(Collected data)
"""

impl<'a> TableExtractor<'a> {
    pub fn new(options: &'a ExtractOptions) -> Self {
        Self {
            synonyms: &options.synonyms,
            sizes: &options.size_vocabulary,
        }
    }

    fn classify(&self, table: &PageTable) -> TableKind {
        let width = table.column_count();

        for row in 0..table.row_count().min(HEADER_SEARCH_ROWS) {
            let cells: Vec<Option<&str>> = (0..width).map(|c| table.cell(row, c)).collect();
            let non_empty = cells.iter().flatten().count();
            if non_empty < 2 {
                continue;
            }

            let columns: Vec<Option<ColumnKind>> = cells
                .iter()
                .map(|cell| cell.and_then(|text| self.synonyms.match_column(text)))
                .collect();
            let matched = columns.iter().flatten().count();
            let position = |kind| columns.iter().position(|c| *c == Some(kind));

            if position(ColumnKind::Upc).is_some() && matched * 2 >= non_empty {
                return TableKind::Orders {
                    header_row: row,
                    columns,
                };
            }

            let size_cols: Vec<(usize, String)> = cells
                .iter()
                .enumerate()
                .filter(|(c, _)| columns[*c].is_none())
                .filter_map(|(c, cell)| {
                    cell.and_then(|text| self.sizes.canonical(text))
                        .map(|label| (c, label.to_string()))
                })
                .collect();
            let product_col =
                position(ColumnKind::ProductId).or_else(|| position(ColumnKind::Description));

            if let Some(product_col) = product_col {
                if size_cols.len() >= 2 && size_cols.len() > matched {
                    return TableKind::Sizes(SizeLayout {
                        header_row: row,
                        product_col,
                        total_col: position(ColumnKind::LineTotal),
                        size_cols,
                    });
                }
            }
        }

        TableKind::Other
    }

    /// Line-item drafts from an orders table.
    fn order_rows(&self, table: &PageTable, header_row: usize, columns: &[Option<ColumnKind>]) -> Vec<RowDraft> {
        let mut drafts: Vec<RowDraft> = Vec::new();

        for (r, row) in table.rows.iter().enumerate().skip(header_row + 1) {
            if self.repeats_header(row, columns) {
                continue;
            }

            let mut cells = RowCells::new();
            for (c, kind) in columns.iter().enumerate() {
                let (Some(kind), Some(text)) = (kind, row.get(c).and_then(|v| v.as_deref())) else {
                    continue;
                };
                cells
                    .entry(*kind)
                    .and_modify(|existing| {
                        existing.push(' ');
                        existing.push_str(text);
                    })
                    .or_insert_with(|| text.to_string());
            }

            let Some(draft) = RowDraft::from_cells(&cells, self.sizes) else {
                continue;
            };

            let first_cell = row.iter().flatten().next().map(String::as_str).unwrap_or("");
            if is_footer_row(first_cell) && !draft.item.has_upc() {
                log::debug!("table row {}: discarding footer row", r);
                continue;
            }

            if draft.item.product_id.is_none() && !draft.item.has_upc() {
                // Wrapped description cell continuing the row above
                let text = [ColumnKind::Brand, ColumnKind::Description, ColumnKind::BrandDescription]
                    .iter()
                    .filter_map(|k| cells.get(k).and_then(|t| non_blank(t)))
                    .collect::<Vec<_>>()
                    .join(" ");
                match drafts.last_mut() {
                    Some(prev) if !text.is_empty() => {
                        let item = &mut prev.item;
                        item.description = Some(match item.description.take() {
                            Some(desc) => format!("{} {}", desc, text),
                            None => text,
                        });
                        item.size = self
                            .sizes
                            .infer(item.description.as_deref(), item.product_id.as_deref());
                    }
                    _ => log::debug!("table row {}: no product id or UPC", r),
                }
                continue;
            }

            drafts.push(draft);
        }

        drafts
    }

    /// A header row repeated inside the table body (page breaks).
    fn repeats_header(&self, row: &[Option<String>], columns: &[Option<ColumnKind>]) -> bool {
        let repeated = columns
            .iter()
            .zip(row)
            .filter(|(kind, cell)| {
                kind.is_some()
                    && cell.as_deref().and_then(|t| self.synonyms.match_column(t)) == **kind
            })
            .count();
        repeated >= 2
    }

    /// A size-table row that restates the header: the product cell repeats
    /// the header's, or every size cell spells its own column's label.
    fn repeats_size_header(&self, table: &PageTable, layout: &SizeLayout, row: usize) -> bool {
        let product = table.cell(row, layout.product_col).map(clean_ws);
        let header = table.cell(layout.header_row, layout.product_col).map(clean_ws);
        if let (Some(product), Some(header)) = (product, header) {
            if !product.is_empty() && product.to_lowercase() == header.to_lowercase() {
                return true;
            }
        }

        let cells: Vec<(&str, &str)> = layout
            .size_cols
            .iter()
            .filter_map(|(c, label)| table.cell(row, *c).map(|text| (text.trim(), label.as_str())))
            .filter(|(text, _)| !text.is_empty())
            .collect();
        // Bare numbers are quantities even under numeric size columns
        !cells.is_empty()
            && cells.iter().any(|(text, _)| !text.chars().all(|ch| ch.is_ascii_digit()))
            && cells
                .iter()
                .all(|(text, label)| self.sizes.canonical(text) == Some(*label))
    }

    /// Size breakdowns from a size table, appended to `out`.
    ///
    /// Issue paths index into `out`, which is shared by every size table of
    /// the document.
    fn size_rows(
        &self,
        table: &PageTable,
        layout: &SizeLayout,
        out: &mut Vec<SizeBreakdown>,
        issues: &mut Vec<ValidationIssue>,
    ) {
        for r in layout.header_row + 1..table.row_count() {
            let Some(product_id) = table.cell(r, layout.product_col).map(clean_ws) else {
                continue;
            };
            if is_footer_row(&product_id) {
                continue;
            }
            if self.repeats_size_header(table, layout, r) {
                log::debug!("table row {}: repeated size header", r);
                continue;
            }
            if out.iter().any(|b| b.product_id == product_id) {
                log::debug!("table row {}: repeated size row for {}", r, product_id);
                continue;
            }

            let idx = out.len();
            let path = format!("size_breakdowns[{}]", idx);
            let mut breakdown = SizeBreakdown::new(product_id);
            let mut row_issues = Vec::new();

            for (c, label) in &layout.size_cols {
                let Some(text) = table.cell(r, *c) else {
                    continue;
                };
                match parse_quantity(text).map(u32::try_from) {
                    Some(Ok(0)) => {}
                    Some(Ok(qty)) => breakdown.add(label.as_str(), qty),
                    _ => row_issues.push(ValidationIssue::missing_field(
                        path.as_str(),
                        format!("size {}: unreadable quantity '{}'", label, text),
                    )),
                }
            }

            if let Some(total) = layout
                .total_col
                .and_then(|c| table.cell(r, c))
                .and_then(parse_quantity)
            {
                if row_issues.is_empty() && total != breakdown.total() as i64 {
                    row_issues.push(ValidationIssue::arithmetic_mismatch(
                        path.as_str(),
                        format!("sizes sum to {} but the row total is {}", breakdown.total(), total),
                    ));
                }
            }

            if breakdown.is_empty() && row_issues.is_empty() {
                continue;
            }
            out.push(breakdown);
            issues.extend(row_issues);
        }
    }

    /// Label/value pairs from cells of tables that hold neither items nor sizes.
    ///
    /// A label cell takes its value after a colon in the same cell, from the
    /// next non-empty cell to its right, or from the cell below.
    fn summary_cells(&self, table: &PageTable) -> Vec<(Field, SummaryValue, Provenance)> {
        let mut found = Vec::new();

        for (r, row) in table.rows.iter().enumerate() {
            for (c, cell) in row.iter().enumerate() {
                let Some(text) = cell.as_deref() else {
                    continue;
                };

                let (label, inline) = match text.split_once(':') {
                    Some((label, rest)) => (label, non_blank(rest)),
                    None => (text, None),
                };
                let Some(hit) = self.synonyms.lookup_label(label) else {
                    continue;
                };

                let value = match inline {
                    Some(value) => SummaryValue::accept(hit.key, &value),
                    None => row
                        .iter()
                        .skip(c + 1)
                        .flatten()
                        .find(|v| !v.trim().is_empty())
                        .and_then(|v| SummaryValue::accept(hit.key, v))
                        .or_else(|| {
                            table
                                .cell(r + 1, c)
                                .and_then(|v| SummaryValue::accept(hit.key, v))
                        }),
                };

                if let Some(value) = value {
                    found.push((hit.key, value, label_provenance(Tier::Table, hit.exact)));
                }
            }
        }

        found
    }
}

"""

» WHAT TO WORK ON:
All lines from the beginning of the entries through the line marked "if size_cols.len() >= 2" are to be output exactly; nothing else belongs in the answer.

» TASK RESULT:
impl<'a> TableExtractor<'a> {
    pub fn new(options: &'a ExtractOptions) -> Self {
        Self {
            synonyms: &options.synonyms,
            sizes: &options.size_vocabulary,
        }
    }

    fn classify(&self, table: &PageTable) -> TableKind {
        let width = table.column_count();

        for row in 0..table.row_count().min(HEADER_SEARCH_ROWS) {
            let cells: Vec<Option<&str>> = (0..width).map(|c| table.cell(row, c)).collect();
            let non_empty = cells.iter().flatten().count();
            if non_empty < 2 {
                continue;
            }

            let columns: Vec<Option<ColumnKind>> = cells
                .iter()
                .map(|cell| cell.and_then(|text| self.synonyms.match_column(text)))
                .collect();
            let matched = columns.iter().flatten().count();
            let position = |kind| columns.iter().position(|c| *c == Some(kind));

            if position(ColumnKind::Upc).is_some() && matched * 2 >= non_empty {
                return TableKind::Orders {
                    header_row: row,
                    columns,
                };
            }

            let size_cols: Vec<(usize, String)> = cells
                .iter()
                .enumerate()
                .filter(|(c, _)| columns[*c].is_none())
                .filter_map(|(c, cell)| {
                    cell.and_then(|text| self.sizes.canonical(text))
                        .map(|label| (c, label.to_string()))
                })
                .collect();
            let product_col =
                position(ColumnKind::ProductId).or_else(|| position(ColumnKind::Description));

            if let Some(product_col) = product_col {
                if size_cols.len() >= 2 && size_cols.len() > matched {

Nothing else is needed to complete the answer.